### Study material
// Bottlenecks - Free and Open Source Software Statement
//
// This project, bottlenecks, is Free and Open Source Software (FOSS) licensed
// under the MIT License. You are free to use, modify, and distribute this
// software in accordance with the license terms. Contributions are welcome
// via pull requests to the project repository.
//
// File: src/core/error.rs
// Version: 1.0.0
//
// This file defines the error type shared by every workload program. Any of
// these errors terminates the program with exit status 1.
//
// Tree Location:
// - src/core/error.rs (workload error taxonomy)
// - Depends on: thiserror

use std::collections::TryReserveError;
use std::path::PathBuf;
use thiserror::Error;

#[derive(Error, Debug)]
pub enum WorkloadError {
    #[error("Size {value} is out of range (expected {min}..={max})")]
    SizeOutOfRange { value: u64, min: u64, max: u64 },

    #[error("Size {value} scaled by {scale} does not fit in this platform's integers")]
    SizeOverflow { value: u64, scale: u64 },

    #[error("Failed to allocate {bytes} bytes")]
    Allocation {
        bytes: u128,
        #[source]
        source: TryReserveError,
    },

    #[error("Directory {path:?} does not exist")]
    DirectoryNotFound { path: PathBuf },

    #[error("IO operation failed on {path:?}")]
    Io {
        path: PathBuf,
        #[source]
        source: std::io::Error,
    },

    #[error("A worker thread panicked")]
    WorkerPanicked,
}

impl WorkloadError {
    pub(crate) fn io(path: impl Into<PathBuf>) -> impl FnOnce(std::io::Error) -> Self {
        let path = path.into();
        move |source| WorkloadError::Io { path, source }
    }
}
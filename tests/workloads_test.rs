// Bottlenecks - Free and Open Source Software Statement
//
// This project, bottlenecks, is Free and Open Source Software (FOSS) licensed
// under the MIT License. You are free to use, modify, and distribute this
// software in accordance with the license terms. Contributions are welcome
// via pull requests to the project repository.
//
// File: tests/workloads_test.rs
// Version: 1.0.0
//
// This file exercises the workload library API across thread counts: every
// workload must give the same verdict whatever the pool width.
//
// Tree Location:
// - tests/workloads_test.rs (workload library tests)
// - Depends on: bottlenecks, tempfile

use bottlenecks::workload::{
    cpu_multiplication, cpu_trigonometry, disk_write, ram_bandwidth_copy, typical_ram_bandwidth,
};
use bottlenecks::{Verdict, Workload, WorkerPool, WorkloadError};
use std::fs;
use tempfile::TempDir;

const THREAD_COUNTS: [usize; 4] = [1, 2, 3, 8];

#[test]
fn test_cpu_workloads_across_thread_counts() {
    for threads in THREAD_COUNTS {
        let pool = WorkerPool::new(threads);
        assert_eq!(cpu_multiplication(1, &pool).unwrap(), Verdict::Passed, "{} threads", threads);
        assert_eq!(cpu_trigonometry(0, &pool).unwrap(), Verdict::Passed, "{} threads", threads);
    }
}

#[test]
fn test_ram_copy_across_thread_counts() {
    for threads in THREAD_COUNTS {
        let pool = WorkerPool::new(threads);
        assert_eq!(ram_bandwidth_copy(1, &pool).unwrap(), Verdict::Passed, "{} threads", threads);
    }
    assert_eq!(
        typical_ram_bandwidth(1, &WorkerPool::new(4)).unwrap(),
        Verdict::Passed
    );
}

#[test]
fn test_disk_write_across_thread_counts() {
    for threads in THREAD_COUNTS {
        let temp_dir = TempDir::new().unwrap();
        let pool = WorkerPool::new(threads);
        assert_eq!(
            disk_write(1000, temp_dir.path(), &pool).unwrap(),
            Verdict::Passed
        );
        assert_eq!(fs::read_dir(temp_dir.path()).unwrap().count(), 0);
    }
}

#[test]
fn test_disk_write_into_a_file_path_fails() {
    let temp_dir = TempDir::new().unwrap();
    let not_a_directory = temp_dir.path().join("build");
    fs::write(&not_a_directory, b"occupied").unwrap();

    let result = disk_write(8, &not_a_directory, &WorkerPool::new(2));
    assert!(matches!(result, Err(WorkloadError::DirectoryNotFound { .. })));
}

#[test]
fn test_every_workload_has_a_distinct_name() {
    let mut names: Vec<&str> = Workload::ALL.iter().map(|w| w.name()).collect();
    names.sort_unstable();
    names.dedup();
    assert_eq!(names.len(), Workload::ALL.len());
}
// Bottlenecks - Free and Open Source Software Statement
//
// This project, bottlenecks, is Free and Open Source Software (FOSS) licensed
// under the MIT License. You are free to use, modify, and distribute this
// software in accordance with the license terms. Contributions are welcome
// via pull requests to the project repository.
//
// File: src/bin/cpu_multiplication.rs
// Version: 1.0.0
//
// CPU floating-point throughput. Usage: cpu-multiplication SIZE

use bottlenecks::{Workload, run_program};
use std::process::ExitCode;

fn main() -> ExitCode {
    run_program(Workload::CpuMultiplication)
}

### Task objective
Restate the material word for word so that no line differs from the original.

### Written response
// Bottlenecks - Free and Open Source Software Statement
//
// This project, bottlenecks, is Free and Open Source Software (FOSS) licensed
// under the MIT License. You are free to use, modify, and distribute this
// software in accordance with the license terms. Contributions are welcome
// via pull requests to the project repository.
//
// File: src/core/error.rs
// Version: 1.0.0
//
// This file defines the error type shared by every workload program. Any of
// these errors terminates the program with exit status 1.
//
// Tree Location:
// - src/core/error.rs (workload error taxonomy)
// - Depends on: thiserror

use std::collections::TryReserveError;
use std::path::PathBuf;
use thiserror::Error;

#[derive(Error, Debug)]
pub enum WorkloadError {
    #[error("Size {value} is out of range (expected {min}..={max})")]
    SizeOutOfRange { value: u64, min: u64, max: u64 },

    #[error("Size {value} scaled by {scale} does not fit in this platform's integers")]
    SizeOverflow { value: u64, scale: u64 },

    #[error("Failed to allocate {bytes} bytes")]
    Allocation {
        bytes: u128,
        #[source]
        source: TryReserveError,
    },

    #[error("Directory {path:?} does not exist")]
    DirectoryNotFound { path: PathBuf },

    #[error("IO operation failed on {path:?}")]
    Io {
        path: PathBuf,
        #[source]
        source: std::io::Error,
    },

    #[error("A worker thread panicked")]
    WorkerPanicked,
}

impl WorkloadError {
    pub(crate) fn io(path: impl Into<PathBuf>) -> impl FnOnce(std::io::Error) -> Self {
        let path = path.into();
        move |source| WorkloadError::Io { path, source }
    }
}
filename tests/workloads_test.rs
// Bottlenecks - Free and Open Source Software Statement
//
// This project, bottlenecks, is Free and Open Source Software (FOSS) licensed
// under the MIT License. You are free to use, modify, and distribute this
// software in accordance with the license terms. Contributions are welcome
// via pull requests to the project repository.
//
// File: tests/workloads_test.rs
// Version: 1.0.0
//
// This file exercises the workload library API across thread counts: every
// workload must give the same verdict whatever the pool width.
//
// Tree Location:
// - tests/workloads_test.rs (workload library tests)
// - Depends on: bottlenecks, tempfile

use bottlenecks::workload::{
    cpu_multiplication, cpu_trigonometry, disk_write, ram_bandwidth_copy, typical_ram_bandwidth,
};
use bottlenecks::{Verdict, Workload, WorkerPool, WorkloadError};
use std::fs;
use tempfile::TempDir;

const THREAD_COUNTS: [usize; 4] = [1, 2, 3, 8];

#[test]
fn test_cpu_workloads_across_thread_counts() {
    for threads in THREAD_COUNTS {
        let pool = WorkerPool::new(threads);
        assert_eq!(cpu_multiplication(1, &pool).unwrap(), Verdict::Passed, "{} threads", threads);
        assert_eq!(cpu_trigonometry(0, &pool).unwrap(), Verdict::Passed, "{} threads", threads);
    }
}

#[test]
fn test_ram_copy_across_thread_counts() {
    for threads in THREAD_COUNTS {
        let pool = WorkerPool::new(threads);
        assert_eq!(ram_bandwidth_copy(1, &pool).unwrap(), Verdict::Passed, "{} threads", threads);
    }
    assert_eq!(
        typical_ram_bandwidth(1, &WorkerPool::new(4)).unwrap(),
        Verdict::Passed
    );
}

#[test]
fn test_disk_write_across_thread_counts() {
    for threads in THREAD_COUNTS {
        let temp_dir = TempDir::new().unwrap();
        let pool = WorkerPool::new(threads);
        assert_eq!(
            disk_write(1000, temp_dir.path(), &pool).unwrap(),
            Verdict::Passed
        );
        assert_eq!(fs::read_dir(temp_dir.path()).unwrap().count(), 0);
    }
}

#[test]
fn test_disk_write_into_a_file_path_fails() {
    let temp_dir = TempDir::new().unwrap();
    let not_a_directory = temp_dir.path().join("build");
    fs::write(&not_a_directory, b"occupied").unwrap();

    let result = disk_write(8, &not_a_directory, &WorkerPool::new(2));
    assert!(matches!(result, Err(WorkloadError::DirectoryNotFound { .. })));
}

#[test]
fn test_every_workload_has_a_distinct_name() {
    let mut names: Vec<&str> = Workload::ALL.iter().map(|w| w.name()).collect();
    names.sort_unstable();
    names.dedup();
    assert_eq!(names.len(), Workload::ALL.len());
}
// Bottlenecks - Free and Open Source Software Statement
//
// This project, bottlenecks, is Free and Open Source Software (FOSS) licensed
// under the MIT License. You are free to use, modify, and distribute this
// software in accordance with the license terms. Contributions are welcome
// via pull requests to the project repository.
//
// File: src/bin/cpu_multiplication.rs
// Version: 1.0.0
//
// CPU floating-point throughput. Usage: cpu-multiplication SIZE

use bottlenecks::{Workload, run_program};
use std::process::ExitCode;

fn main() -> ExitCode {
    run_program(Workload::CpuMultiplication)
}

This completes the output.